Wednesday, May 30, 2012

10-Year Yield Hits New Low

The yield on 10-year U.S. treasuries has hit a new low, at least for the last 60 years.  The yield dropped as low as 1.62% earlier today.  The 30-year rate is also down, although not at record low levels yet.

This is interesting for a lot of reasons.  First, the 10-year rate is highly correlated with mortgage rates.  This means that mortgage rates are now at or near an all-time low.  It doesn't seem to be doing much for the housing market, but maybe on the margin it will encourage a few more buyers.  Anyway, if you can lock in a 30-year fixed rate for under 4% right now, that really is the bargain of the century.

The next interesting thing about the super low rate is the bond market's defiance of the bond bears.  There are a lot people, libertarians included, who have been predicting higher rates for quite some time.  I remember when Harry Browne was talking about the permanent portfolio about 7 years ago and there were people challenging him on the bond portion of it, saying that rates couldn't possibly go any lower.  Yet bonds have been one of the best investments of the last 30 years.  While gold has done better in the last 10 years, bonds have been more consistent since the 1980's.  I'm not saying that it will remain that way, but just that the bond market has proven a lot of people wrong, at least in timing.

Another interesting thing about the low rates is that it is allowing the Fed to stop its quantitative easing (money creation).  Since QE2 ended about 11 months ago, the Fed has been tight.  It can remain tight with low yields.  That means the U.S. Congress can continue to rack up huge debts without relying on the Fed to buy the debt.

So when will rates finally go up significantly?

I think the answer depends on price inflation.  And price inflation will depend on several factors including the general health of the economy, bank lending, and Fed policy.  If price inflation remains relatively low, then I don't see interest rates going up.  If rates start to tick up and there is relatively low price inflation, then the Fed can step in and buy.

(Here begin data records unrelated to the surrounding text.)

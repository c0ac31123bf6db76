use crate::error;
use crate::expr::{Expr, ExprId};
use crate::stmt::{FunctionDeclaration, Stmt};
use crate::token::Token;
use std::collections::HashMap;
use std::mem;
use std::rc::Rc;

/// What kind of function body is currently being resolved. `Initializer`
/// is a method literally named `init`; it may not return a value.
#[derive(Clone, Copy, Debug, PartialEq)]
enum FunctionType {
    None,
    Function,
    Method,
    Initializer,
}

/// Whether the resolver is inside a class body, and if so whether that
/// class has a superclass — `super` is only legal in the latter.
#[derive(Clone, Copy, Debug, PartialEq)]
enum ClassType {
    None,
    Class,
    Subclass,
}

/// After the parser produces the syntax tree but before the interpreter
/// executes it, a single walk over the tree resolves every variable it
/// contains: each reference is pinned to the number of scopes between it
/// and the scope that declares the name. The walk visits each node once,
/// so it is O(n), and it is where Lox's static errors are detected.
pub struct Resolver {
    /// The stack of scopes currently in scope, innermost last. Each entry
    /// maps a name to whether its initializer has finished resolving
    /// (false = declared, true = defined).
    ///
    /// Only local block scopes live here. Top-level variables are more
    /// dynamic in Lox and are not tracked; a name found in no scope on the
    /// stack is assumed to be global.
    scopes: Vec<HashMap<String, bool>>,

    /// The side table of resolved references, keyed by node identity.
    /// Absence means "look the name up in globals at runtime".
    resolved: HashMap<ExprId, usize>,

    current_function: FunctionType,
    current_class: ClassType,
}

impl Resolver {
    pub fn new() -> Resolver {
        Self {
            scopes: Vec::new(),
            resolved: HashMap::new(),
            current_function: FunctionType::None,
            current_class: ClassType::None,
        }
    }

    pub fn resolve(mut self, statements: &[Stmt]) -> HashMap<ExprId, usize> {
        self.resolve_all(statements);
        self.resolved
    }

    fn resolve_all(&mut self, statements: &[Stmt]) {
        for statement in statements {
            self.resolve_statement(statement);
        }
    }

    /// The statement half of the walk. Every place where a variable is
    /// declared, read or written, and every place where a scope begins or
    /// ends, does its bookkeeping here; everything else recurses blindly.
    /// Unlike execution there is no control flow — both branches of an `if`
    /// and the body of a `while` resolve exactly once, because any of them
    /// could run.
    fn resolve_statement(&mut self, stmt: &Stmt) {
        match stmt {
            Stmt::Block { statements } => {
                self.begin_scope();
                self.resolve_all(statements);
                self.end_scope();
            }
            Stmt::Var { name, initializer } => {
                // Binding splits into declare then define, so that an
                // initializer mentioning the name being bound is caught
                // while the name is still in the declared state.
                self.declare(name);
                if let Some(expr) = initializer {
                    self.resolve_expression(expr);
                }
                self.define(name);
            }
            Stmt::Function { decl } => {
                // Defined eagerly, which lets the function recursively
                // refer to itself inside its own body.
                self.declare(&decl.name);
                self.define(&decl.name);
                self.resolve_function(decl, FunctionType::Function);
            }
            Stmt::Class {
                name,
                superclass,
                methods,
            } => self.resolve_class(name, superclass.as_ref(), methods),
            Stmt::Expression { expression } => {
                self.resolve_expression(expression);
            }
            Stmt::If {
                condition,
                then_branch,
                else_branch,
            } => {
                self.resolve_expression(condition);
                self.resolve_statement(then_branch);
                if let Some(else_branch) = else_branch {
                    self.resolve_statement(else_branch);
                }
            }
            Stmt::Print { expression } => {
                self.resolve_expression(expression);
            }
            Stmt::Return { keyword, value } => {
                if self.current_function == FunctionType::None {
                    error::error_token(keyword, "Can't return from top-level code.".to_string());
                }
                if let Some(expr) = value {
                    if self.current_function == FunctionType::Initializer {
                        error::error_token(
                            keyword,
                            "Can't return a value from an initializer.".to_string(),
                        );
                    }
                    self.resolve_expression(expr);
                }
            }
            Stmt::While { condition, body } => {
                self.resolve_expression(condition);
                self.resolve_statement(body);
            }
            Stmt::For {
                initializer,
                condition,
                increment,
                body,
            } => {
                // A scope is opened only when the initializer declares a
                // variable, matching the interpreter's scoping of the loop.
                let scoped = matches!(initializer.as_deref(), Some(Stmt::Var { .. }));
                if scoped {
                    self.begin_scope();
                }
                if let Some(init) = initializer {
                    self.resolve_statement(init);
                }
                if let Some(condition) = condition {
                    self.resolve_expression(condition);
                }
                if let Some(increment) = increment {
                    self.resolve_expression(increment);
                }
                self.resolve_statement(body);
                if scoped {
                    self.end_scope();
                }
            }
        }
    }

    fn resolve_class(
        &mut self,
        name: &Token,
        superclass: Option<&Expr>,
        methods: &[Rc<FunctionDeclaration>],
    ) {
        let enclosing_class = mem::replace(&mut self.current_class, ClassType::Class);

        self.declare(name);
        self.define(name);

        if let Some(superclass) = superclass {
            if let Expr::Variable {
                name: super_name, ..
            } = superclass
            {
                if super_name.lexeme == name.lexeme {
                    error::error_token(
                        super_name,
                        "A class can't inherit from itself.".to_string(),
                    );
                }
            }
            self.current_class = ClassType::Subclass;
            self.resolve_expression(superclass);

            // The scope that methods of a subclass capture `super` from.
            self.begin_scope();
            self.define_name("super");
        }

        // Every method body resolves inside a scope where `this` is defined.
        self.begin_scope();
        self.define_name("this");

        for method in methods {
            let declaration = if method.name.lexeme == "init" {
                FunctionType::Initializer
            } else {
                FunctionType::Method
            };
            self.resolve_function(method, declaration);
        }

        self.end_scope();
        if superclass.is_some() {
            self.end_scope();
        }

        self.current_class = enclosing_class;
    }

    /// The expression half of the walk.
    fn resolve_expression(&mut self, expression: &Expr) {
        match expression {
            Expr::Variable { id, name } => {
                // It's a static error if an initializer mentions the
                // variable being initialized, e.g. var a = a;
                if self.scopes.last().and_then(|scope| scope.get(&name.lexeme)) == Some(&false) {
                    error::error_token(
                        name,
                        "Can't read local variable in its own initializer.".to_string(),
                    );
                }
                self.resolve_local(*id, name);
            }
            Expr::Assign { id, name, value } => {
                self.resolve_expression(value);
                self.resolve_local(*id, name);
            }
            Expr::This { id, keyword } => {
                if self.current_class == ClassType::None {
                    error::error_token(keyword, "Can't use 'this' outside of a class.".to_string());
                    return;
                }
                self.resolve_local(*id, keyword);
            }
            Expr::Super { id, keyword, .. } => match self.current_class {
                ClassType::None => {
                    error::error_token(
                        keyword,
                        "Can't use 'super' outside of a class.".to_string(),
                    );
                }
                ClassType::Class => {
                    error::error_token(
                        keyword,
                        "Can't use 'super' in a class with no superclass.".to_string(),
                    );
                }
                ClassType::Subclass => self.resolve_local(*id, keyword),
            },
            Expr::Binary { left, right, .. } => {
                self.resolve_expression(left);
                self.resolve_expression(right);
            }
            Expr::Call {
                callee, arguments, ..
            } => {
                self.resolve_expression(callee);
                for argument in arguments {
                    self.resolve_expression(argument);
                }
            }
            Expr::Get { object, .. } => {
                // Properties are looked up dynamically; only the object
                // expression has anything to resolve.
                self.resolve_expression(object);
            }
            Expr::Set { object, value, .. } => {
                self.resolve_expression(value);
                self.resolve_expression(object);
            }
            Expr::Grouping { expression } => {
                self.resolve_expression(expression);
            }
            Expr::Literal { .. } => {
                // No variables, no subexpressions, no work.
            }
            Expr::Logical { left, right, .. } => {
                self.resolve_expression(left);
                self.resolve_expression(right);
            }
            Expr::Unary { right, .. } => {
                self.resolve_expression(right);
            }
        }
    }

    fn begin_scope(&mut self) {
        self.scopes.push(HashMap::new());
    }

    fn end_scope(&mut self) {
        self.scopes.pop();
    }

    /// Adds the name to the innermost scope, shadowing any outer binding,
    /// marked "not ready yet" until `define` flips it. Declaring the same
    /// local twice in one scope is a static error; globals are exempt
    /// because the scope stack does not track them.
    fn declare(&mut self, name: &Token) {
        if let Some(innermost_scope) = self.scopes.last_mut() {
            if innermost_scope.contains_key(&name.lexeme) {
                error::error_token(
                    name,
                    "Already a variable with this name in this scope.".to_string(),
                );
            }
            innermost_scope.insert(name.lexeme.clone(), false);
        }
    }

    /// Marks the name as fully initialized and available for use.
    fn define(&mut self, name: &Token) {
        if let Some(innermost_scope) = self.scopes.last_mut() {
            innermost_scope.insert(name.lexeme.clone(), true);
        }
    }

    /// `define` for the implicit names (`this`, `super`) that have no token.
    fn define_name(&mut self, name: &str) {
        if let Some(innermost_scope) = self.scopes.last_mut() {
            innermost_scope.insert(name.to_string(), true);
        }
    }

    /// Starting at the innermost scope and working outwards, records the
    /// number of scopes between the reference and the declaration. A name
    /// found nowhere on the stack is left unrecorded: the interpreter will
    /// consult globals.
    fn resolve_local(&mut self, id: ExprId, name: &Token) {
        for (distance, scope) in self.scopes.iter().rev().enumerate() {
            if scope.contains_key(&name.lexeme) {
                self.resolved.insert(id, distance);
                return;
            }
        }
    }

    /// Unlike the interpreter, which touches a function body only when the
    /// function is called, static analysis traverses into the body right at
    /// the declaration: a fresh scope, the parameters defined in it, then
    /// the body.
    fn resolve_function(&mut self, function: &FunctionDeclaration, declaration: FunctionType) {
        let enclosing_function = mem::replace(&mut self.current_function, declaration);

        self.begin_scope();
        for param in &function.params {
            self.declare(param);
            self.define(param);
        }
        self.resolve_all(&function.body);
        self.end_scope();

        self.current_function = enclosing_function;
    }
}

The only scenario I can see where the Fed would refuse to buy more government debt in the face of rising interest rates is if price inflation is also high.  If there is price inflation of 2 or 3 percent like we have now (at least according to government statistics), then the Fed has no problem creating new money out of thin air.

On the other hand, if we had a scenario where interest rates were rising significantly and we had price inflation of 10 or more percent, then the Fed would have difficulty stepping in and lowering rates, out of fear of triggering massive inflation or even hyperinflation.

Until we see a significant rise in price inflation, I don't expect a significant rise in rates on U.S. government debt.  There will probably be a good time to short the bond market, but we are not there yet.